**Your objective**.
Where does the word "async" show up in the records? Copy every line that has it.

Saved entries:
BEGIN
use alloc::string::String;
use alloc::vec::Vec;

use crittercam_api::{WeatherCondition, keys};
use serde_json::{Map, Value};

use super::DeviceConfig;

#[derive(Debug, Clone, Copy, PartialEq, Eq)]
pub enum IssueKind {
    /// The payload itself was not a mapping.
    NotAMapping,
    WrongType,
    UnknownValue,
    OutOfRange,
}

/// A field that fell back to its default during normalization.
#[derive(Debug, Clone, Copy, PartialEq, Eq)]
pub struct FieldIssue {
    pub field: &'static str,
    pub kind: IssueKind,
}

impl FieldIssue {
    pub const fn new(field: &'static str, kind: IssueKind) -> Self {
        Self { field, kind }
    }
}

pub struct ConfigNormalizer;

impl ConfigNormalizer {
    /// Turns whatever the coordinator returned into a total [`DeviceConfig`].
    ///
    /// Fields are handled independently, so one malformed field never costs
    /// the others. Every fallback is logged.
    pub fn normalize(raw: Option<&Value>) -> DeviceConfig {
        let (config, issues) = Self::normalize_with_issues(raw);
        for issue in &issues {
            log::warn!(
                "Config field '{}' ignored ({:?}), using default",
                issue.field,
                issue.kind
            );
        }
        config
    }

    pub fn normalize_with_issues(raw: Option<&Value>) -> (DeviceConfig, Vec<FieldIssue>) {
        let mut issues = Vec::new();

        let map = match raw {
            None | Some(Value::Null) => {
                log::info!("No configuration received, using defaults");
                return (DeviceConfig::default(), issues);
            }
            Some(Value::Object(map)) => map,
            Some(_) => {
                issues.push(FieldIssue::new("<payload>", IssueKind::NotAMapping));
                return (DeviceConfig::default(), issues);
            }
        };

        let config = DeviceConfig {
            test_mode: extract_test_mode(map, &mut issues),
            weather_condition: extract_weather(map, &mut issues),
            next_wakeup_absolute_ms: extract_next_wakeup(map, &mut issues),
        };

        (config, issues)
    }
}

fn extract_test_mode(map: &Map<String, Value>, issues: &mut Vec<FieldIssue>) -> bool {
    match map.get(keys::TEST_MODE) {
        None | Some(Value::Null) => false,
        Some(Value::Bool(flag)) => *flag,
        Some(_) => {
            issues.push(FieldIssue::new(keys::TEST_MODE, IssueKind::WrongType));
            false
        }
    }
}

fn extract_weather(
    map: &Map<String, Value>,
    issues: &mut Vec<FieldIssue>,
) -> WeatherCondition {
    match map.get(keys::WEATHER_CONDITION) {
        None | Some(Value::Null) => WeatherCondition::default(),
        Some(Value::String(text)) => text.parse().unwrap_or_else(|_| {
            issues.push(FieldIssue::new(keys::WEATHER_CONDITION, IssueKind::UnknownValue));
            WeatherCondition::default()
        }),
        Some(_) => {
            issues.push(FieldIssue::new(keys::WEATHER_CONDITION, IssueKind::WrongType));
            WeatherCondition::default()
        }
    }
}

fn extract_next_wakeup(map: &Map<String, Value>, issues: &mut Vec<FieldIssue>) -> Option<i64> {
    let (field, value) = [keys::NEXT_WAKEUP_TIME_MS, keys::NEXT_WAKEUP_ABSOLUTE_MS]
        .into_iter()
        .find_map(|key| match map.get(key) {
            None | Some(Value::Null) => None,
            Some(value) => Some((key, value)),
        })?;

    let Value::Number(number) = value else {
        issues.push(FieldIssue::new(field, IssueKind::WrongType));
        return None;
    };

    let millis = if let Some(millis) = number.as_i64() {
        millis
    } else if number.is_u64() {
        issues.push(FieldIssue::new(field, IssueKind::OutOfRange));
        return None;
    } else {
        // Whole-valued floats such as 1.7e12 are accepted.
        match number.as_f64() {
            Some(f) if f.is_finite() && (f as i64) as f64 == f => f as i64,
            _ => {
                issues.push(FieldIssue::new(field, IssueKind::WrongType));
                return None;
            }
        }
    };

    if millis <= 0 {
        issues.push(FieldIssue::new(field, IssueKind::OutOfRange));
        return None;
    }

    Some(millis)
}
use alloc::string::String;
use alloc::vec::Vec;

use serde_json::{Map, Value};

use super::{Error, Protocol, Result};

#[derive(Debug, Default, Clone)]
pub struct JsonProtocol;

impl JsonProtocol {
    /// Decodes a configuration body, which must be a JSON object.
    pub fn decode_mapping(&self, bytes: &[u8]) -> Result<Map<String, Value>> {
        match self.deserialize::<Value>(bytes)? {
            Value::Object(map) => Ok(map),
            _ => Err(Error::UnexpectedShape("a JSON object")),
        }
    }
}

impl Protocol for JsonProtocol {
    fn serialize<T: serde::Serialize>(&self, data: &T) -> Result<Vec<u8>> {
        serde_json::to_vec(data).map_err(|e| Error::Serialization(alloc::format!("{}", e)))
    }

    fn deserialize<T: for<'de> serde::Deserialize<'de>>(&self, bytes: &[u8]) -> Result<T> {
        serde_json::from_slice(bytes).map_err(|e| Error::Deserialization(alloc::format!("{}", e)))
    }

    fn name(&self) -> &'static str {
        "json"
    }
}
impl<S: LocalStorage, W: WifiController, P: PortalServer> ConnectivityManager<S, W, P> {
    pub fn new(storage: S, wifi_controller: W, portal: P) -> Self {
        Self {
            state: ConnectivityState::Idle,
            credentials: CredentialStore::new(storage),
            wifi_controller,
            portal,
            ap_ssid: DEFAULT_AP_SSID.to_string(),
            ap_password: DEFAULT_AP_PASSWORD.to_string(),
            scan_result: None,
            attempt_timeout: DEFAULT_ATTEMPT_TIMEOUT,
            retry_delay: DEFAULT_RETRY_DELAY,
            attempts_per_profile: DEFAULT_ATTEMPTS_PER_PROFILE,
            max_total_attempts: DEFAULT_MAX_TOTAL_ATTEMPTS,
            provisioning_window: DEFAULT_PROVISIONING_WINDOW,
            request_timeout: DEFAULT_REQUEST_TIMEOUT,
            scan_timeout: DEFAULT_SCAN_TIMEOUT,
        }
    }

    pub fn with_access_point(mut self, ssid: &str, password: &str) -> Self {
        self.ap_ssid = ssid.to_string();
        self.ap_password = password.to_string();
        self
    }

    pub fn with_attempt_timeout(mut self, timeout: Duration) -> Self {
        self.attempt_timeout = timeout;
        self
    }

    pub fn with_retry_delay(mut self, delay: Duration) -> Self {
        self.retry_delay = delay;
        self
    }

    pub fn with_max_attempts(mut self, per_profile: u8, total: u8) -> Self {
        self.attempts_per_profile = per_profile;
        self.max_total_attempts = total;
        self
    }

    pub fn with_provisioning_window(mut self, window: Duration) -> Self {
        self.provisioning_window = window;
        self
    }

    pub fn with_request_timeout(mut self, timeout: Duration) -> Self {
        self.request_timeout = timeout;
        self
    }

    pub fn with_scan_timeout(mut self, timeout: Duration) -> Self {
        self.scan_timeout = timeout;
        self
    }

    pub fn state(&self) -> &ConnectivityState {
        &self.state
    }

    pub fn wifi_controller(&self) -> &W {
        &self.wifi_controller
    }

    pub fn portal(&self) -> &P {
        &self.portal
    }

    pub fn credentials(&self) -> &CredentialStore<S> {
        &self.credentials
    }

    /// Upper bound on how long [`Self::acquire`] can take.
    pub fn worst_case_duration(&self, allow_interactive_provisioning: bool) -> Duration {
        let attempts = u32::from(self.max_total_attempts);
        let attempt = self.attempt_timeout + DISCONNECT_TIMEOUT;
        let mut bound = self.scan_timeout + (attempt + self.retry_delay) * attempts;

        if allow_interactive_provisioning {
            // Radio and listener setup plus teardown, the window itself, and
            // one request that arrives just before the window closes.
            let last_request = self.request_timeout * 2 + attempt;
            bound += self.request_timeout * 4 + self.provisioning_window + PORTAL_ERROR_BACKOFF + last_request;
        }

        bound
    }

    pub async fn acquire(&mut self, allow_interactive_provisioning: bool) -> ConnectionResult {
        self.transition_to(ConnectivityState::Scanning);
        let profiles = self.credentials.load().await;
        self.scan_networks().await;

        if let Some(link) = self.join_saved_profiles(&profiles).await {
            return ConnectionResult::Connected(link);
        }

        if allow_interactive_provisioning {
            self.transition_to(ConnectivityState::Provisioning);
            if let Some(link) = self.run_portal().await {
                return ConnectionResult::Connected(link);
            }
        } else {
            log::info!("Scheduled wake, not opening the provisioning portal");
        }

        self.transition_to(ConnectivityState::Failed);
        ConnectionResult::Failed
    }

    fn transition_to(&mut self, new_state: ConnectivityState) {
        log::debug!("WiFi state transition: {:?} -> {:?}", self.state, new_state);
        self.state = new_state;
    }

    async fn scan_networks(&mut self) {
        self.scan_result = bounded(self.scan_timeout, "WiFi scan", self.wifi_controller.scan()).await;

        match &self.scan_result {
            Some(networks) => {
                for network in networks {
                    log::debug!(
                        "Found '{}' ({} dBm, {:?})",
                        network.ssid,
                        network.rssi,
                        network.encryption
                    );
                }
                log::info!("Scan found {} networks", networks.len());
            }
            None => log::warn!("Scan unavailable, trying every saved network"),
        }
    }

    fn is_visible(&self, ssid: &str) -> bool {
        self.scan_result
            .as_ref()
            .is_none_or(|networks| networks.iter().any(|n| n.ssid == ssid))
    }

    fn visible_ssids(&self) -> Vec<String> {
        self.scan_result
            .iter()
            .flatten()
            .map(|network| network.ssid.clone())
            .collect()
    }

    async fn join_saved_profiles(&mut self, profiles: &CredentialProfiles) -> Option<NetworkLink> {
        if profiles.is_empty() {
            log::info!("No saved networks");
            return None;
        }

        let mut attempts = 0u8;
        for credential in profiles.iter() {
            if !self.is_visible(&credential.ssid) {
                log::info!("Saved network '{}' is not in range", credential.ssid);
                continue;
            }

            for _ in 0..self.attempts_per_profile {
                if attempts >= self.max_total_attempts {
                    log::warn!("Gave up after {} connection attempts", attempts);
                    return None;
                }
                if attempts > 0 {
                    Timer::after(self.retry_delay).await;
                }
                attempts += 1;

                self.transition_to(ConnectivityState::Connecting { attempt: attempts });
                if self.attempt_connection(&credential.ssid, &credential.secret).await {
                    return Some(self.link(&credential.ssid, false));
                }
                log::warn!("Connection attempt {} to '{}' failed", attempts, credential.ssid);
            }
        }

        None
    }

    async fn attempt_connection(&mut self, ssid: &str, password: &str) -> bool {
        log::info!("Attempting to connect to WiFi: {}", ssid);

        let wifi = &mut self.wifi_controller;
        let connect = async {
            wifi.connect_station(ssid, password).await?;
            while !wifi.is_connected() {
                Timer::after(LINK_POLL_INTERVAL).await;
            }
            Ok::<(), W::Error>(())
        };
        let connected = bounded(self.attempt_timeout, "WiFi connection", connect)
            .await
            .is_some();

        if !connected {
            bounded(DISCONNECT_TIMEOUT, "WiFi disconnect", self.wifi_controller.disconnect()).await;
        }
        connected
    }

    fn link(&mut self, ssid: &str, provisioned: bool) -> NetworkLink {
        self.transition_to(ConnectivityState::Connected);
        let link = NetworkLink {
            ssid: ssid.to_string(),
            signal_strength: self.wifi_controller.signal_strength(),
            provisioned,
        };
        log::info!("Connected to '{}' ({:?} dBm)", link.ssid, link.signal_strength);
        link
    }

    async fn run_portal(&mut self) -> Option<NetworkLink> {
        let timeout = self.request_timeout;

        bounded(
            timeout,
            "Starting access point",
            self.wifi_controller.start_ap(&self.ap_ssid, &self.ap_password),
        )
        .await?;

        let link = match bounded(timeout, "Starting portal", self.portal.start(PORTAL_ADDRESS)).await {
            Some(()) => {
                log::info!(
                    "Provisioning portal open on '{}' at http://{} for {} s",
                    self.ap_ssid,
                    PORTAL_ADDRESS,
                    self.provisioning_window.as_secs()
                );
                let link = self.serve_portal().await;
                bounded(timeout, "Stopping portal", self.portal.stop()).await;
                link
            }
            None => None,
        };

        bounded(timeout, "Stopping access point", self.wifi_controller.stop_ap()).await;
        link
    }

    async fn serve_portal(&mut self) -> Option<NetworkLink> {
        let deadline = Instant::now() + self.provisioning_window;
        let mut buffer = [0u8; PORTAL_BUFFER_LEN];
        let mut failures = 0u8;

        loop {
            let now = Instant::now();
            if now >= deadline {
                log::warn!("Provisioning window closed without usable credentials");
                return None;
            }

            match with_timeout(deadline - now, self.portal.next_request(&mut buffer)).await {
                Err(_) => {
                    log::warn!("Provisioning window closed without usable credentials");
                    return None;
                }
                Ok(Err(e)) => {
                    failures += 1;
                    log::warn!("Portal request failed: {:?}", e);
                    if failures >= MAX_PORTAL_ERRORS {
                        log::error!("Too many portal errors, closing portal");
                        return None;
                    }
                    Timer::after(PORTAL_ERROR_BACKOFF).await;
                }
                Ok(Ok(len)) => {
                    let len = len.min(buffer.len());
                    let Some(request) = PortalRequest::parse(&buffer[..len]) else {
                        log::debug!("Ignoring non-HTTP request ({} bytes)", len);
                        Timer::after(PORTAL_IGNORED_BACKOFF).await;
                        continue;
                    };
                    if let Some(link) = self.handle_portal_request(request).await {
                        return Some(link);
                    }
                }
            }
        }
    }

    async fn handle_portal_request(&mut self, request: PortalRequest<'_>) -> Option<NetworkLink> {
        log::info!("Portal request: {} /{}", request.method, request.path);

        match request.route {
            PortalRoute::SetupPage => {
                let page = render_setup_page(&self.visible_ssids());
                self.send(200, &page).await;
                None
            }
            PortalRoute::Configure => self.handle_configure(request.body).await,
        }
    }

    async fn handle_configure(&mut self, body: &[u8]) -> Option<NetworkLink> {
        let mut body = body.to_vec();
        if body.is_empty() {
            // Some browsers send the form body in a second segment.
            let mut extra = [0u8; PORTAL_BODY_LEN];
            if let Some(len) =
                bounded(self.request_timeout, "Reading form body", self.portal.read_more(&mut extra)).await
            {
                body.extend_from_slice(&extra[..len.min(extra.len())]);
            }
        }

        let credential = match decode_credentials(&body) {
            Ok(credential) => credential,
            Err(e) => {
                log::warn!("Rejected portal form: {}", e.message());
                self.send(400, e.message()).await;
                return None;
            }
        };

        if !self.attempt_connection(&credential.ssid, &credential.secret).await {
            self.send(200, &render_result_page(&credential.ssid, false)).await;
            return None;
        }

        self.send(200, &render_result_page(&credential.ssid, true)).await;
        if let Err(e) = self.credentials.remember(&credential.ssid, &credential.secret).await {
            log::error!("Connected but could not save the profile: {}", e);
        }
        Some(self.link(&credential.ssid, true))
    }

    async fn send(&mut self, status: u16, body: &str) {
        let response = http_response(status, body);
        bounded(self.request_timeout, "Portal response", self.portal.respond(&response)).await;
    }
}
END
**Solution to this problem**.
    pub async fn acquire(&mut self, allow_interactive_provisioning: bool) -> ConnectionResult {
    async fn scan_networks(&mut self) {
    async fn join_saved_profiles(&mut self, profiles: &CredentialProfiles) -> Option<NetworkLink> {
    async fn attempt_connection(&mut self, ssid: &str, password: &str) -> bool {
        let connect = async {
    async fn run_portal(&mut self) -> Option<NetworkLink> {
    async fn serve_portal(&mut self) -> Option<NetworkLink> {
    async fn handle_portal_request(&mut self, request: PortalRequest<'_>) -> Option<NetworkLink> {
    async fn handle_configure(&mut self, body: &[u8]) -> Option<NetworkLink> {
    async fn send(&mut self, status: u16, body: &str) {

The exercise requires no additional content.